* **Aim of the exercise**: For this exercise, reproduce the entries below exactly, but only from the line containing "if let Some(patterns)" through the line containing "pub struct MetricRule", both included.

^^^^^^^^

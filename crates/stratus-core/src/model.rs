//! Typed rule model and the validating parse that produces it.

use std::collections::HashMap;

use regex::Regex;

use crate::error::ConfigError;
use crate::schema::{RawConfig, RawMapping, RawMetricRule};

/// Engine default for a rule's aggregation period.
pub const DEFAULT_PERIOD_SECONDS: u64 = 60;
/// Engine default for the width of the query window.
pub const DEFAULT_RANGE_SECONDS: u64 = 120;
/// Engine default for how far behind "now" the query window ends.
pub const DEFAULT_DELAY_SECONDS: u64 = 60;

/// A standard provider aggregation.
#[derive(Debug, Clone, Copy, PartialEq, Eq)]
pub enum Statistic {
    Sum,
    SampleCount,
    Minimum,
    Maximum,
    Average,
}

impl Statistic {
    /// The five statistics requested when a rule configures none.
    pub const DEFAULT_SET: [Statistic; 5] = [
        Statistic::Sum,
        Statistic::SampleCount,
        Statistic::Minimum,
        Statistic::Maximum,
        Statistic::Average,
    ];

    /// Wire name, as sent to the provider.
    pub fn as_str(&self) -> &'static str {
        match self {
            Statistic::Sum => "Sum",
            Statistic::SampleCount => "SampleCount",
            Statistic::Minimum => "Minimum",
            Statistic::Maximum => "Maximum",
            Statistic::Average => "Average",
        }
    }

    fn parse(s: &str) -> Option<Self> {
        match s {
            "Sum" => Some(Statistic::Sum),
            "SampleCount" => Some(Statistic::SampleCount),
            "Minimum" => Some(Statistic::Minimum),
            "Maximum" => Some(Statistic::Maximum),
            "Average" => Some(Statistic::Average),
            _ => None,
        }
    }
}

/// Which discovered dimension combinations a rule accepts.
///
/// Exact and regex selection are mutually exclusive; the parse rejects rules
/// configuring both, so evaluation dispatches on the variant exactly once.
#[derive(Debug, Clone)]
pub enum DimensionSelect {
    /// Accept every discovered combination.
    None,
    /// Per-dimension allow-list of literal values.
    Exact(HashMap<String, Vec<String>>),
    /// Per-dimension allow-list of whole-value regular expressions.
    Regex(HashMap<String, Vec<Regex>>),
}

impl DimensionSelect {
    /// Whether a discovered `(name, value)` combination passes the selection.
    ///
    /// Dimensions not mentioned in the selection map are unconstrained; a
    /// dimension that is mentioned must carry an allowed value (exact) or
    /// wholly match at least one pattern (regex).
    pub fn matches<'a>(&self, dimensions: impl IntoIterator<Item = (&'a str, &'a str)>) -> bool {
        match self {
            DimensionSelect::None => true,
            DimensionSelect::Exact(allowed) => {
                for (name, value) in dimensions {
                    if let Some(values) = allowed.get(name) {
                        if !values.iter().any(|v| v == value) {
                            return false;
                        }
                    }
                }
                true
            }
            DimensionSelect::Regex(allowed) => {
                for (name, value) in dimensions {
                    if let Some(patterns) = allowed.get(name) {
                        if !patterns.iter().any(|p| p.is_match(value)) {
                            return false;
                        }
                    }
                }
                true
            }
        }
    }
}

/// One exposed metric family definition.
#[derive(Debug, Clone)]
pub struct MetricRule {
    pub namespace: String,
    pub metric_name: String,
    /// Dimension names to discover combinations for; empty means the rule
    /// targets the namespace-level series with no dimensions.
    pub dimensions: Vec<String>,
    pub select: DimensionSelect,
    pub statistics: Vec<Statistic>,
    pub extended_statistics: Vec<String>,
    pub period_seconds: u64,
    pub range_seconds: u64,
    pub delay_seconds: u64,
    pub help: Option<String>,
}

/// Links a namespace to its resource identity in the metadata index.
#[derive(Debug, Clone)]
pub struct ResourceMapping {
    /// The provider namespace this mapping applies to.
    pub namespace: String,
    /// Dimension/label name carrying the resource identifier.
    pub id_field: String,
    /// Identifier field name on the index side.
    pub es_id_field: String,
    /// Absolute index search URL (relative paths are resolved against
    /// `lookup_base_url` at parse time).
    pub lookup_url: String,
    /// Extra tag names to fetch beyond the fixed vocabulary.
    pub additional_labels: Vec<String>,
}

/// The immutable, validated rule set.
#[derive(Debug, Clone)]
pub struct ExporterConfig {
    pub region: String,
    pub role_arn: Option<String>,
    pub rules: Vec<MetricRule>,
    /// Keyed by namespace; at most one mapping per namespace (last wins).
    pub mappings: HashMap<String, ResourceMapping>,
}

impl ExporterConfig {
    /// Parse and validate the YAML rule set.
    ///
    /// Fails fast: any violation means no configuration at all, never a
    /// partially applied one.
    pub fn from_yaml(input: &str) -> Result<Self, ConfigError> {
        let raw: RawConfig = if input.trim().is_empty() {
            RawConfig::default()
        } else {
            serde_yaml::from_str(input)?
        };
        Self::from_raw(raw)
    }

    fn from_raw(raw: RawConfig) -> Result<Self, ConfigError> {
        let region = raw.region.ok_or(ConfigError::MissingRegion)?;

        let default_period = raw.period_seconds.unwrap_or(DEFAULT_PERIOD_SECONDS);
        let default_range = raw.range_seconds.unwrap_or(DEFAULT_RANGE_SECONDS);
        let default_delay = raw.delay_seconds.unwrap_or(DEFAULT_DELAY_SECONDS);

        let raw_rules = raw.metrics.ok_or(ConfigError::MissingMetrics)?;
        if raw_rules.is_empty() {
            return Err(ConfigError::MissingMetrics);
        }

        let mut rules = Vec::with_capacity(raw_rules.len());
        for (index, raw_rule) in raw_rules.into_iter().enumerate() {
            rules.push(build_rule(
                index,
                raw_rule,
                default_period,
                default_range,
                default_delay,
            )?);
        }

        let mut mappings = HashMap::new();
        for (index, raw_mapping) in raw.mappings.unwrap_or_default().into_iter().enumerate() {
            let mapping = build_mapping(index, raw_mapping, raw.lookup_base_url.as_deref())?;
            mappings.insert(mapping.namespace.clone(), mapping);
        }

        Ok(ExporterConfig {
            region,
            role_arn: raw.role_arn,
            rules,
            mappings,
        })
    }
}

fn build_rule(
    index: usize,
    raw: RawMetricRule,
    default_period: u64,
    default_range: u64,
    default_delay: u64,
) -> Result<MetricRule, ConfigError> {
    let (Some(namespace), Some(metric_name)) = (raw.aws_namespace, raw.aws_metric_name) else {
        return Err(ConfigError::RuleMissingName { index });
    };

    let select = match (raw.aws_dimension_select, raw.aws_dimension_select_regex) {
        (Some(_), Some(_)) => {
            return Err(ConfigError::ConflictingDimensionSelect {
                namespace,
                metric_name,
            });
        }
        (Some(exact), None) => DimensionSelect::Exact(exact),
        (None, Some(patterns)) => {
            let mut compiled = HashMap::with_capacity(patterns.len());
            for (dimension, values) in patterns {
                let mut list = Vec::with_capacity(values.len());
                for pattern in values {
                    // Whole-value matching, as the provider selection requires.
                    let anchored = format!("^(?:{pattern})$");
                    let regex = Regex::new(&anchored).map_err(|source| {
                        ConfigError::InvalidSelectRegex {
                            namespace: namespace.clone(),
                            metric_name: metric_name.clone(),
                            source,
                        }
                    })?;
                    list.push(regex);
                }
                compiled.insert(dimension, list);
            }
            DimensionSelect::Regex(compiled)
        }
        (None, None) => DimensionSelect::None,
    };

    let extended_statistics = raw.aws_extended_statistics.unwrap_or_default();
    let statistics = match raw.aws_statistics {
        Some(names) => {
            let mut statistics = Vec::with_capacity(names.len());
            for name in names {
                let statistic =
                    Statistic::parse(&name).ok_or_else(|| ConfigError::UnknownStatistic {
                        namespace: namespace.clone(),
                        metric_name: metric_name.clone(),
                        statistic: name.clone(),
                    })?;
                statistics.push(statistic);
            }
            statistics
        }
        // Standard statistics default in only when extended statistics are
        // not explicitly configured either.
        None if extended_statistics.is_empty() => Statistic::DEFAULT_SET.to_vec(),
        None => Vec::new(),
    };

    Ok(MetricRule {
        namespace,
        metric_name,
        dimensions: raw.aws_dimensions.unwrap_or_default(),
        select,
        statistics,
        extended_statistics,
        period_seconds: raw.period_seconds.unwrap_or(default_period),
        range_seconds: raw.range_seconds.unwrap_or(default_range),
        delay_seconds: raw.delay_seconds.unwrap_or(default_delay),
        help: raw.help,
    })
}

fn build_mapping(
    index: usize,
    raw: RawMapping,
    lookup_base_url: Option<&str>,
) -> Result<ResourceMapping, ConfigError> {
    let (Some(namespace), Some(id_field), Some(lookup_url)) =
        (raw.name, raw.id_field, raw.lookup_url)
    else {
        return Err(ConfigError::MappingMissingField { index });
    };

    let lookup_url = if lookup_url.starts_with("http://") || lookup_url.starts_with("https://") {
        lookup_url
    } else {
        match lookup_base_url {
            Some(base) => format!(
                "{}/{}",
                base.trim_end_matches('/'),
                lookup_url.trim_start_matches('/')
            ),
            None => {
                return Err(ConfigError::RelativeLookupUrl {
                    name: namespace,
                    lookup_url,
                });
            }
        }
    };

    Ok(ResourceMapping {
        namespace,
        es_id_field: raw.es_id_field.unwrap_or_else(|| id_field.clone()),
        id_field,
        lookup_url,
        additional_labels: raw.additional_labels.unwrap_or_default(),
    })
}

^^^^^^^^

* **Completed exercise**:
                    if let Some(patterns) = allowed.get(name) {
                        if !patterns.iter().any(|p| p.is_match(value)) {
                            return false;
                        }
                    }
                }
                true
            }
        }
    }
}

/// One exposed metric family definition.
#[derive(Debug, Clone)]
pub struct MetricRule {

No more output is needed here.